[The task] Using the data below, gather each line that includes the word "None".

[Data]
//! [`DeviceController`] implementation backed by ADB.

use async_trait::async_trait;
use std::time::Duration;
use tokio::time::sleep;

use super::connection::AdbConnection;
use super::{device, input, screenshot};
use crate::actions::{Action, ActionKind};
use crate::device::{DeviceController, DeviceError, Snapshot};

/// Default longest edge of the screenshot handed to the model.
pub const DEFAULT_MAX_MODEL_EDGE: u32 = 1280;

/// Drives an Android device through the `adb` binary.
pub struct AdbController {
    conn: AdbConnection,
    max_model_edge: Option<u32>,
}

impl AdbController {
    pub fn new(conn: AdbConnection) -> Self {
        Self {
            conn,
            max_model_edge: Some(DEFAULT_MAX_MODEL_EDGE),
        }
    }

    /// Set the longest screenshot edge sent to the model (`None` keeps full size).
    pub fn with_max_model_edge(mut self, max_edge: Option<u32>) -> Self {
        self.max_model_edge = max_edge;
        self
    }

    pub fn connection(&self) -> &AdbConnection {
        &self.conn
    }
}

#[async_trait]
impl DeviceController for AdbController {
    async fn capture_snapshot(&self) -> Result<Snapshot, DeviceError> {
        let current_app = device::current_app(&self.conn).await;
        screenshot::capture(&self.conn, current_app, self.max_model_edge).await
    }

    async fn execute(&self, action: &Action) -> Result<String, DeviceError> {
        match &action.kind {
            ActionKind::Tap { x, y } => device::tap(&self.conn, *x, *y).await,
            ActionKind::Swipe {
                x1,
                y1,
                x2,
                y2,
                duration_ms,
            } => device::swipe(&self.conn, (*x1, *y1), (*x2, *y2), *duration_ms).await,
            ActionKind::Type { text } => {
                input::type_text(&self.conn, text).await?;
                Ok(format!("typed {} characters", text.chars().count()))
            }
            ActionKind::Keyevent { keycode } => device::keyevent(&self.conn, keycode).await,
            ActionKind::LaunchApp { package_name } => {
                device::launch_app(&self.conn, package_name).await
            }
            ActionKind::Shell { command } => self.conn.shell(&[command.as_str()]).await,
            ActionKind::RunScript {
                script,
                timeout_sec,
            } => {
                self.conn
                    .shell_with_timeout(&["sh", "-c", &shell_quote(script)], *timeout_sec)
                    .await
            }
            ActionKind::Wait { duration_ms } => {
                sleep(Duration::from_millis(*duration_ms)).await;
                Ok(format!("waited {}ms", duration_ms))
            }
            ActionKind::RequestHumanAuth { .. } | ActionKind::Finish { .. } => Err(
                DeviceError::Unsupported(format!("{} is not a device action", action.tag())),
            ),
        }
    }

    async fn dump_ui(&self) -> Result<String, DeviceError> {
        device::dump_ui(&self.conn).await
    }

    async fn inject_location(&self, latitude: f64, longitude: f64) -> Result<String, DeviceError> {
        device::inject_location(&self.conn, latitude, longitude).await
    }

    async fn push_image(&self, bytes: &[u8], file_name: &str) -> Result<String, DeviceError> {
        let local = std::env::temp_dir().join(format!("phone-pilot-{}-{}", uuid::Uuid::new_v4(), file_name));
        tokio::fs::write(&local, bytes).await?;
        let result = device::push_image(&self.conn, &local, file_name).await;
        if let Err(e) = tokio::fs::remove_file(&local).await {
            tracing::debug!("Failed to remove {}: {}", local.display(), e);
        }
        result
    }
}

/// Quote a script so the device shell receives it as a single argument.
fn shell_quote(script: &str) -> String {
    format!("'{}'", script.replace('\'', r"'\''"))
}

#[cfg(test)]
mod tests {
    use super::*;

    #[test]
    fn test_shell_quote() {
        assert_eq!(shell_quote("echo hi"), "'echo hi'");
        assert_eq!(shell_quote("echo 'x'"), r"'echo '\''x'\'''");
    }

    #[tokio::test]
    async fn test_non_device_actions_are_rejected() {
        let controller = AdbController::new(AdbConnection::with_path("adb-not-installed", None));
        let finish = Action::new(ActionKind::Finish { message: "done".into() });
        assert!(matches!(
            controller.execute(&finish).await,
            Err(DeviceError::Unsupported(_))
        ));
    }
}
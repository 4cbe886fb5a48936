//! Model client module: request building, endpoint fallback and reply parsing.

mod client;
mod extract;
mod messages;

pub use client::{
    CallMode, DecisionProvider, ModelClient, ModelConfig, ModelDecision, ModelError,
    DEFAULT_MAX_RETRIES, DEFAULT_RETRY_DELAY_SECS,
};
pub use extract::{decide, extract_json_object, RawReply, ToolCall};
pub use messages::{MessageBuilder, StepContext};
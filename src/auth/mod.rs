//! Human authorization: requests, decisions, channels and delegation.

mod coordinator;
pub mod delegation;
pub mod relay;
mod relay_client;
pub mod token;
mod types;

pub use coordinator::{
    AuthCoordinator, AuthError, AuthNotifier, CoordinatorConfig, PendingAuth,
    MIN_AUTH_TIMEOUT_SECS,
};
pub use relay::{RelayConfig, RelayError, RelayState, RelayStatus, RelayTicket};
pub use relay_client::{RelayClient, DEFAULT_POLL_INTERVAL_MS};
pub use types::{Artifact, DecisionStatus, HumanAuthDecision, HumanAuthRequest};
impl RelayState {
    pub fn new(config: RelayConfig) -> Arc<Self> {
        Arc::new(Self {
            config,
            records: Mutex::new(HashMap::new()),
        })
    }

    fn check_api_key(&self, headers: &HeaderMap) -> Result<(), RelayError> {
        let Some(expected) = &self.config.api_key_hash else {
            return Ok(());
        };
        let presented = headers
            .get("authorization")
            .and_then(|v| v.to_str().ok())
            .and_then(|v| v.strip_prefix("Bearer "))
            .unwrap_or("");
        if presented.is_empty() || !token::verify(presented, expected) {
            return Err(RelayError::Unauthorized);
        }
        Ok(())
    }

    async fn create(&self, body: CreateRelayRequest) -> RelayTicket {
        let now = Utc::now();
        let id = uuid::Uuid::new_v4().to_string();
        let open_token = token::generate();
        let poll_token = token::generate();
        let expires_at = now + ChronoDuration::seconds(body.timeout_sec.min(MAX_TTL_SECS) as i64);

        let record = RelayRecord {
            capability: body.capability,
            instruction: body.instruction,
            open_token_hash: Some(token::sha256_hex(&open_token)),
            poll_token_hash: token::sha256_hex(&poll_token),
            expires_at,
            status: RelayStatus::Pending,
            note: None,
            artifact: None,
            decided_at: None,
        };

        let mut records = self.records.lock().await;
        records.retain(|_, r| {
            r.status == RelayStatus::Pending
                || r.decided_at
                    .map(|t| now - t < ChronoDuration::seconds(RETENTION_SECS))
                    .unwrap_or(true)
        });
        records.insert(id.clone(), record);

        info!(request_id = %id, capability = %body.capability, "relay request created");
        RelayTicket {
            open_url: format!("{}/requests/{}/page?token={}", self.config.public_url, id, open_token),
            id,
            poll_token,
            expires_at,
        }
    }

    async fn poll(&self, id: &str, poll_token: &str) -> Result<RelayStatusView, RelayError> {
        let mut records = self.records.lock().await;
        let record = records.get_mut(id).ok_or(RelayError::NotFound)?;
        if !token::verify(poll_token, &record.poll_token_hash) {
            return Err(RelayError::Unauthorized);
        }
        record.refresh(Utc::now());
        Ok(record.view(id))
    }

    async fn resolve(&self, id: &str, body: ResolveBody) -> Result<RelayStatusView, RelayError> {
        let status = match body.decision.trim().to_ascii_lowercase().as_str() {
            "approve" | "approved" => RelayStatus::Approved,
            "reject" | "rejected" | "deny" => RelayStatus::Rejected,
            other => return Err(RelayError::BadRequest(format!("unknown decision '{}'", other))),
        };

        let mut records = self.records.lock().await;
        let record = records.get_mut(id).ok_or(RelayError::NotFound)?;
        let now = Utc::now();

        let Some(open_hash) = record.open_token_hash.as_deref() else {
            return Err(if record.status == RelayStatus::Timeout {
                RelayError::Expired
            } else {
                RelayError::Conflict
            });
        };
        if !token::verify(&body.token, open_hash) {
            return Err(RelayError::Unauthorized);
        }
        record.refresh(now);
        if record.status == RelayStatus::Timeout {
            return Err(RelayError::Expired);
        }

        record.open_token_hash = None;
        record.status = status;
        record.note = body.note.filter(|n| !n.trim().is_empty());
        record.artifact = if status == RelayStatus::Approved {
            body.artifact
        } else {
            None
        };
        record.decided_at = Some(now);
        info!(request_id = %id, status = ?status, "relay request resolved");
        Ok(record.view(id))
    }

    /// Settle a record from the agent side and invalidate its open token.
    ///
    /// A record that is already terminal keeps its decision.
    async fn close(&self, id: &str, body: CloseBody) -> Result<RelayStatusView, RelayError> {
        if body.status == RelayStatus::Pending {
            return Err(RelayError::BadRequest("cannot close a request as pending".into()));
        }
        let mut records = self.records.lock().await;
        let record = records.get_mut(id).ok_or(RelayError::NotFound)?;
        if !token::verify(&body.poll_token, &record.poll_token_hash) {
            return Err(RelayError::Unauthorized);
        }
        let now = Utc::now();
        record.refresh(now);
        record.open_token_hash = None;
        if record.status == RelayStatus::Pending {
            record.status = body.status;
            record.decided_at = Some(now);
            info!(request_id = %id, status = ?body.status, "relay request closed by agent");
        }
        Ok(record.view(id))
    }

    async fn page(&self, id: &str, open_token: &str) -> Result<String, RelayError> {
        let mut records = self.records.lock().await;
        let record = records.get_mut(id).ok_or(RelayError::NotFound)?;
        record.refresh(Utc::now());
        match (&record.open_token_hash, record.status) {
            (_, RelayStatus::Timeout) => Err(RelayError::Expired),
            (None, _) => Err(RelayError::Conflict),
            (Some(hash), _) if !token::verify(open_token, hash) => Err(RelayError::Unauthorized),
            (Some(_), _) => Ok(render_page(id, record, open_token)),
        }
    }
}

[Output of the task]
    /// Set the longest screenshot edge sent to the model (`None` keeps full size).
        let controller = AdbController::new(AdbConnection::with_path("adb-not-installed", None));
            note: None,
            artifact: None,
            decided_at: None,
        record.open_token_hash = None;
            None
        record.open_token_hash = None;
            (None, _) => Err(RelayError::Conflict),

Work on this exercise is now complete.